**DIRECTIONS FOR THIS TASK**
With the line containing "fn to_fractions(inputs: Vec<ShapeFractionInput>)" as the first and the final line of the entries as the last, repeat exactly the lines in that span, including both.
Start of DATA FOR REVIEW
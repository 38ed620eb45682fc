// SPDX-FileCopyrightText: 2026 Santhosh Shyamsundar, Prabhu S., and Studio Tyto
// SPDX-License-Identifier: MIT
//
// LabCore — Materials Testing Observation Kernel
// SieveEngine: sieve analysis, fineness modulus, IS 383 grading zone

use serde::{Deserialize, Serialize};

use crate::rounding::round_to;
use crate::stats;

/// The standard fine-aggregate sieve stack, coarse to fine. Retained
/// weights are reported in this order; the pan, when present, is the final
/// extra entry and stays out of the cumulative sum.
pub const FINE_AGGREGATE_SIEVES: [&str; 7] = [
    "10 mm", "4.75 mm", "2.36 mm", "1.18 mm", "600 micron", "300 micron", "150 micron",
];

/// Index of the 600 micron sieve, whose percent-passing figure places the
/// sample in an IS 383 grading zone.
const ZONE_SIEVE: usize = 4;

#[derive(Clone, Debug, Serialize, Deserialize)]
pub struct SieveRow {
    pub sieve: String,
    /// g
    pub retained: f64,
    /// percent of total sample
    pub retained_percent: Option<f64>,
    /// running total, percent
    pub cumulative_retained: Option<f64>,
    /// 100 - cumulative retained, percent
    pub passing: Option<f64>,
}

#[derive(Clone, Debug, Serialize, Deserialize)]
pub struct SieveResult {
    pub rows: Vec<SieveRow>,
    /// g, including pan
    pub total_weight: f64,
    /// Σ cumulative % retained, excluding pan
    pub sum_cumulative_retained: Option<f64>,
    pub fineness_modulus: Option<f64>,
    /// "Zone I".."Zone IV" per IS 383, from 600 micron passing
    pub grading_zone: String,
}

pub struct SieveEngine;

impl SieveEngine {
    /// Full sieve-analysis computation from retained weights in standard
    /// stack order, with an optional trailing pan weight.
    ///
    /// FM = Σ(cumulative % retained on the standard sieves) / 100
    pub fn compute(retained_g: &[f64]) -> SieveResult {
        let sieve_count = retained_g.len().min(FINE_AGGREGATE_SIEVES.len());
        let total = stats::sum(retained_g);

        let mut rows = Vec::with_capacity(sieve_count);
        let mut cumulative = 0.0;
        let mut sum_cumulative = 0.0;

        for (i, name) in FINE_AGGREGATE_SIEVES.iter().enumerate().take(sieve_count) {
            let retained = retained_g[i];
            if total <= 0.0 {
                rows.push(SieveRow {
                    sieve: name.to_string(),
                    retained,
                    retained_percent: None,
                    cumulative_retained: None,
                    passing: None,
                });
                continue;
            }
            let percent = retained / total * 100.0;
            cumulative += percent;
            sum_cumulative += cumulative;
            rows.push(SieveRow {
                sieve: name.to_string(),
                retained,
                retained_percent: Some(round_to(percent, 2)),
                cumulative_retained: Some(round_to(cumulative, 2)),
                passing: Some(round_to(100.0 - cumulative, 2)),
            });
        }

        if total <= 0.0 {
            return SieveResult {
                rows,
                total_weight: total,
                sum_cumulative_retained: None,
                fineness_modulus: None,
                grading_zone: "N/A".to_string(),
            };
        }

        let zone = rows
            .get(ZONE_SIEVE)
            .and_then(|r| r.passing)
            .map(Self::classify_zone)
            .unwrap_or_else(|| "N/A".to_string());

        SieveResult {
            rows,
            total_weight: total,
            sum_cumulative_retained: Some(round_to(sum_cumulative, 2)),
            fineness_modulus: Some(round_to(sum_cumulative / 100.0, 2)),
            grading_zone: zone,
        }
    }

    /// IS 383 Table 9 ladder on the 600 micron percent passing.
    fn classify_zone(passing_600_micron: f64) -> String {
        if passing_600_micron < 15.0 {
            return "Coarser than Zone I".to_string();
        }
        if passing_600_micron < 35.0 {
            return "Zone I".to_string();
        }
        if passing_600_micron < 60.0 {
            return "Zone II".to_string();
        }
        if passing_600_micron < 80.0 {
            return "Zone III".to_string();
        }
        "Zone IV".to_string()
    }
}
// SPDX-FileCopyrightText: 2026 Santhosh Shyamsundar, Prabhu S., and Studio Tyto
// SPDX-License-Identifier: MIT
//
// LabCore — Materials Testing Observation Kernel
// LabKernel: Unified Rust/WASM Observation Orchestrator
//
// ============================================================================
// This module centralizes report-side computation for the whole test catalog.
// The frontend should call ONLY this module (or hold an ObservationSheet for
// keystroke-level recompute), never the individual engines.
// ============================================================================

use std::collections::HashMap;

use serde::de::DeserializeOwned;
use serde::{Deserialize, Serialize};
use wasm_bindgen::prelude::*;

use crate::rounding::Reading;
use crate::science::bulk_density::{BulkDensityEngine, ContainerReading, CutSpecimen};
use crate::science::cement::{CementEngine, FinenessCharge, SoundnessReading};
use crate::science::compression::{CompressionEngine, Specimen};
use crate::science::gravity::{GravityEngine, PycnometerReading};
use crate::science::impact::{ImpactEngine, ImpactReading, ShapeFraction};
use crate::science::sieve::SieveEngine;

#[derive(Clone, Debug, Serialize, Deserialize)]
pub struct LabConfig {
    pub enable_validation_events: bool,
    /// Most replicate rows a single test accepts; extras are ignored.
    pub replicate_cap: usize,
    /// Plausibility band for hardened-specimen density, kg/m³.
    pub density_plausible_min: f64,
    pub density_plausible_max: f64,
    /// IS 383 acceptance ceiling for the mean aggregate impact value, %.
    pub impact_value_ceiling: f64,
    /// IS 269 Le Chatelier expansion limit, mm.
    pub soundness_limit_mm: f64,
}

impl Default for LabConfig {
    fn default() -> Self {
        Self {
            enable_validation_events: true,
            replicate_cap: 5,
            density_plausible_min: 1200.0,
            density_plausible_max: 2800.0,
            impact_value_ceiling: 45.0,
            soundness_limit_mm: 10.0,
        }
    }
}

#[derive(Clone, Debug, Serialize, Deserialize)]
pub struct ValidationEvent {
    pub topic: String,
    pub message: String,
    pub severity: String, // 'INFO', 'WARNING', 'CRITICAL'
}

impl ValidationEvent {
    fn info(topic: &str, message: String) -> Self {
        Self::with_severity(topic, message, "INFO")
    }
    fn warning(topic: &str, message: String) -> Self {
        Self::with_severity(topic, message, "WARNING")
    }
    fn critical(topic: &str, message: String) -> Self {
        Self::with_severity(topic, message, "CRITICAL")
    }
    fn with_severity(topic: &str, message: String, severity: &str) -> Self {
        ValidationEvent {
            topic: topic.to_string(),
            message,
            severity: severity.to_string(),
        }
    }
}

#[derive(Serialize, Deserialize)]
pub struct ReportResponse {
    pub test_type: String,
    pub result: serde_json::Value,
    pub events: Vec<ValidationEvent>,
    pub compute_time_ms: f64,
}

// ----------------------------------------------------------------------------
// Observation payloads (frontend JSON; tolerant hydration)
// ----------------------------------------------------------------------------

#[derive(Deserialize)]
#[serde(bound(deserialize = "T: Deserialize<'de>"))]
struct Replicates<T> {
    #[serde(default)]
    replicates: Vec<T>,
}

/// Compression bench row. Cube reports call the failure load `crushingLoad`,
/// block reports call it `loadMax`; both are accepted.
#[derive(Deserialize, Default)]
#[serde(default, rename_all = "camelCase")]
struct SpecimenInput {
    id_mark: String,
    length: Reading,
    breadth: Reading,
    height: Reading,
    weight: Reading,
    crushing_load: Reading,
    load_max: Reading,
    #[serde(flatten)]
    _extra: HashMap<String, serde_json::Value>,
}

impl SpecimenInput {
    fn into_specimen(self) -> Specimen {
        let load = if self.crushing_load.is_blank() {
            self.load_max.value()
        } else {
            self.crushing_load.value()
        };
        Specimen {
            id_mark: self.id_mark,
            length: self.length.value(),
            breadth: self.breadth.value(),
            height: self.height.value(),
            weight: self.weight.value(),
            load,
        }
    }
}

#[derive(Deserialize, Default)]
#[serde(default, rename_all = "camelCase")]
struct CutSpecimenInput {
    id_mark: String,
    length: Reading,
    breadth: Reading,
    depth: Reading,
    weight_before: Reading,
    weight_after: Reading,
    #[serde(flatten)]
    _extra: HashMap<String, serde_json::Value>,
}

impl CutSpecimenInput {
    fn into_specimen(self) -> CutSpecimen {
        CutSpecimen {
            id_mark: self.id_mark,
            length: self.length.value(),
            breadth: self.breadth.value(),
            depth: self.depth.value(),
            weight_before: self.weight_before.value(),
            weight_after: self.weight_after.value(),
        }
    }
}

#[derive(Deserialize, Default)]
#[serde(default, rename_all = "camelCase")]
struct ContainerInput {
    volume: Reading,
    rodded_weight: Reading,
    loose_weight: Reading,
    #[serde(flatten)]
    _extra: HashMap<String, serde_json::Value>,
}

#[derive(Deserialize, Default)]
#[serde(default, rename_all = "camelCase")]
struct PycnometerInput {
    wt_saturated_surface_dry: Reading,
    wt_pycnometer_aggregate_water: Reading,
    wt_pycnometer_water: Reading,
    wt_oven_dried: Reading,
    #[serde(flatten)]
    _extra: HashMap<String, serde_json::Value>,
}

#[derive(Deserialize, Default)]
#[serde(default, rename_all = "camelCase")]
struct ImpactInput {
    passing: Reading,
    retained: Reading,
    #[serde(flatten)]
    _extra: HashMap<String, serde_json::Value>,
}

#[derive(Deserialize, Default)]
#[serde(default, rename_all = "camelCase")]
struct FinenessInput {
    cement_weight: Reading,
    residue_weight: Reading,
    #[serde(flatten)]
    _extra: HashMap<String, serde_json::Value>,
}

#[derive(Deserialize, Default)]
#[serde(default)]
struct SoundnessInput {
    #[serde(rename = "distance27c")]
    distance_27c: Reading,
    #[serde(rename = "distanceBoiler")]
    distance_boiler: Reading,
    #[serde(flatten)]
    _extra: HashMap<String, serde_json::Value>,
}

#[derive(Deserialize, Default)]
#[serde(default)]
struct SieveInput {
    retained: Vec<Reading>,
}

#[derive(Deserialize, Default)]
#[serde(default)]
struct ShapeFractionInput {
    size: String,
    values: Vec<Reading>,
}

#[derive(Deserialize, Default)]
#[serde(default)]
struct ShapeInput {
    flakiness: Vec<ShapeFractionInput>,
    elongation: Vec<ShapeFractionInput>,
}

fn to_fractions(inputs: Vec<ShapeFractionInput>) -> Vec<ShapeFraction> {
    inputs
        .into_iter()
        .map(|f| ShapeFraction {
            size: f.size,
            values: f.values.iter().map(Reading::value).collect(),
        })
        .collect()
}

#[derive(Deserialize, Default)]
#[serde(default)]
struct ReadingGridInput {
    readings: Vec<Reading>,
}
End of DATA FOR REVIEW
**SOLUTION TO THE PROBLEM**
fn to_fractions(inputs: Vec<ShapeFractionInput>) -> Vec<ShapeFraction> {
    inputs
        .into_iter()
        .map(|f| ShapeFraction {
            size: f.size,
            values: f.values.iter().map(Reading::value).collect(),
        })
        .collect()
}

#[derive(Deserialize, Default)]
#[serde(default)]
struct ReadingGridInput {
    readings: Vec<Reading>,
}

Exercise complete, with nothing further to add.